*** Opening Records provided ***

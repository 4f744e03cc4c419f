//! Match discovery and selection.
//!
//! Lists the matches of every configured league, keeps those kicking off
//! inside the target window, and draws the coupon's legs at random.

use chrono::{DateTime, Duration as ChronoDuration, FixedOffset, NaiveTime, Timelike, Utc};
use rand::seq::SliceRandom;
use rand::Rng;
use std::time::Duration;
use tracing::{debug, info, warn};

use crate::config::LeagueConfig;
use crate::provider::OddsProvider;
use crate::types::Match;

// ---------------------------------------------------------------------------
// Kickoff window
// ---------------------------------------------------------------------------

/// Inclusive kickoff window in UTC.
#[derive(Debug, Clone, Copy, PartialEq, Eq)]
pub struct KickoffWindow {
    pub start: DateTime<Utc>,
    pub end: DateTime<Utc>,
}

impl KickoffWindow {
    /// Window `[start_hour, end_hour]` of today's local date, or of
    /// tomorrow's once the local clock has reached `start_hour`.
    pub fn upcoming(now: DateTime<Utc>, offset: FixedOffset, start_hour: u32, end_hour: u32) -> Self {
        let local = now.with_timezone(&offset);
        let mut date = local.date_naive();
        if local.hour() >= start_hour {
            date = date.succ_opt().unwrap_or(date);
        }

        let to_utc = |hour: u32| {
            let naive = date.and_time(NaiveTime::from_hms_opt(hour, 0, 0).unwrap_or(NaiveTime::MIN));
            (naive - ChronoDuration::seconds(offset.local_minus_utc() as i64)).and_utc()
        };

        Self {
            start: to_utc(start_hour),
            end: to_utc(end_hour),
        }
    }

    pub fn contains(&self, kickoff: DateTime<Utc>) -> bool {
        kickoff >= self.start && kickoff <= self.end
    }
}

// ---------------------------------------------------------------------------
// Scanner
// ---------------------------------------------------------------------------

pub struct MatchScanner<'a> {
    provider: &'a dyn OddsProvider,
    leagues: &'a [LeagueConfig],
    /// Pause between league requests (provider rate limit).
    pause: Duration,
}

impl<'a> MatchScanner<'a> {
    pub fn new(provider: &'a dyn OddsProvider, leagues: &'a [LeagueConfig], pause: Duration) -> Self {
        Self { provider, leagues, pause }
    }

    /// All matches of all leagues kicking off inside `window`.
    ///
    /// A league that fails to load is logged and skipped.
    pub async fn scan(&self, window: &KickoffWindow) -> Vec<Match> {
        info!(
            from = %window.start.format("%d/%m/%Y %H:%M UTC"),
            to = %window.end.format("%d/%m/%Y %H:%M UTC"),
            leagues = self.leagues.len(),
            "Scanning leagues for matches"
        );

        let mut found = Vec::new();
        for (i, league) in self.leagues.iter().enumerate() {
            if i > 0 && !self.pause.is_zero() {
                tokio::time::sleep(self.pause).await;
            }

            match self.provider.league_matches(league).await {
                Ok(matches) => {
                    let before = found.len();
                    found.extend(matches.into_iter().filter(|m| window.contains(m.kickoff)));
                    debug!(league = %league.name, in_window = found.len() - before, "League scanned");
                }
                Err(e) => {
                    warn!(league = %league.name, league_id = league.id, error = %e, "League unavailable, continuing");
                }
            }
        }

        info!(count = found.len(), "Matches found in window");
        found
    }
}

/// Draw between `min_legs` and `max_legs` matches at random, sorted by kickoff.
///
/// When fewer matches exist than the drawn count, all of them are kept.
pub fn select_matches<R: Rng + ?Sized>(
    matches: Vec<Match>,
    min_legs: usize,
    max_legs: usize,
    rng: &mut R,
) -> Vec<Match> {
    if matches.is_empty() {
        return matches;
    }
    let count = rng.gen_range(min_legs..=max_legs.max(min_legs));
    let mut picked: Vec<Match> = if matches.len() <= count {
        matches
    } else {
        matches.choose_multiple(rng, count).cloned().collect()
    };
    picked.sort_by_key(|m| m.kickoff);

    for (i, m) in picked.iter().enumerate() {
        info!(leg = i + 1, match_id = %m.id, fixture = %m, "Match selected");
    }
    picked
}

// ---------------------------------------------------------------------------
// Tests
// ---------------------------------------------------------------------------

#[cfg(test)]
mod tests {
    use super::*;
    use crate::provider::{ApiError, MockOddsProvider};
    use crate::types::LeagueCategory;
    use chrono::TimeZone;
    use rand::rngs::StdRng;
    use rand::SeedableRng;

    fn utc(y: i32, mo: u32, d: u32, h: u32, mi: u32) -> DateTime<Utc> {
        Utc.with_ymd_and_hms(y, mo, d, h, mi, 0).unwrap()
    }

    fn at(id: &str, kickoff: DateTime<Utc>) -> Match {
        let mut m = Match::sample(id);
        m.kickoff = kickoff;
        m
    }

    #[test]
    fn test_window_before_start_hour_is_today() {
        let offset = FixedOffset::east_opt(0).unwrap();
        let w = KickoffWindow::upcoming(utc(2026, 10, 20, 0, 30), offset, 1, 7);
        assert_eq!(w.start, utc(2026, 10, 20, 1, 0));
        assert_eq!(w.end, utc(2026, 10, 20, 7, 0));
    }

    #[test]
    fn test_window_after_start_hour_moves_to_tomorrow() {
        let offset = FixedOffset::east_opt(0).unwrap();
        let w = KickoffWindow::upcoming(utc(2026, 10, 19, 1, 0), offset, 1, 7);
        assert_eq!(w.start, utc(2026, 10, 20, 1, 0));
    }

    #[test]
    fn test_window_respects_offset() {
        // 23:30 UTC is 00:30 local at UTC+1, so the window is local 01:00–07:00 the 20th.
        let offset = FixedOffset::east_opt(3600).unwrap();
        let w = KickoffWindow::upcoming(utc(2026, 10, 19, 23, 30), offset, 1, 7);
        assert_eq!(w.start, utc(2026, 10, 20, 0, 0));
        assert_eq!(w.end, utc(2026, 10, 20, 6, 0));
    }

    #[test]
    fn test_window_bounds_inclusive() {
        let offset = FixedOffset::east_opt(0).unwrap();
        let w = KickoffWindow::upcoming(utc(2026, 10, 20, 0, 0), offset, 1, 7);
        assert!(w.contains(w.start));
        assert!(w.contains(w.end));
        assert!(!w.contains(w.end + ChronoDuration::seconds(1)));
    }

    #[test]
    fn test_select_takes_all_when_few() {
        let mut rng = StdRng::seed_from_u64(7);
        let ms = vec![at("b", utc(2026, 10, 20, 5, 0)), at("a", utc(2026, 10, 20, 2, 0))];
        let picked = select_matches(ms, 2, 3, &mut rng);
        assert_eq!(picked.len(), 2);
        assert_eq!(picked[0].id, "a");
    }

    #[test]
    fn test_select_count_in_bounds_and_sorted() {
        let mut rng = StdRng::seed_from_u64(42);
        for _ in 0..20 {
            let ms: Vec<Match> = (0..10).map(|i| at(&i.to_string(), utc(2026, 10, 20, 1, i))).collect();
            let picked = select_matches(ms, 2, 3, &mut rng);
            assert!((2..=3).contains(&picked.len()));
            assert!(picked.windows(2).all(|w| w[0].kickoff <= w[1].kickoff));
        }
    }

    #[test]
    fn test_select_empty() {
        let mut rng = StdRng::seed_from_u64(1);
        assert!(select_matches(Vec::new(), 2, 3, &mut rng).is_empty());
    }

    #[tokio::test]
    async fn test_scan_filters_window_and_skips_failed_league() {
        let leagues = vec![
            LeagueConfig { id: 1, name: "Broken".into(), category: LeagueCategory::Elite },
            LeagueConfig { id: 2, name: "MLS".into(), category: LeagueCategory::Attacking },
        ];
        let mut provider = MockOddsProvider::new();
        provider.expect_league_matches().returning(|league| {
            if league.id == 1 {
                Err(ApiError::Unsuccessful("error".into()))
            } else {
                Ok(vec![
                    at("in", utc(2026, 10, 20, 3, 0)),
                    at("late", utc(2026, 10, 20, 9, 0)),
                ])
            }
        });

        let window = KickoffWindow::upcoming(utc(2026, 10, 20, 0, 0), FixedOffset::east_opt(0).unwrap(), 1, 7);
        let scanner = MatchScanner::new(&provider, &leagues, Duration::ZERO);
        let found = scanner.scan(&window).await;
        assert_eq!(found.len(), 1);
        assert_eq!(found[0].id, "in");
    }
}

*** Closing Records provided ***

## What the exercise asks
The answer should be all lines from the entries above that hold the word "kicking".

## Written response
//! Lists the matches of every configured league, keeps those kicking off
    /// All matches of all leagues kicking off inside `window`.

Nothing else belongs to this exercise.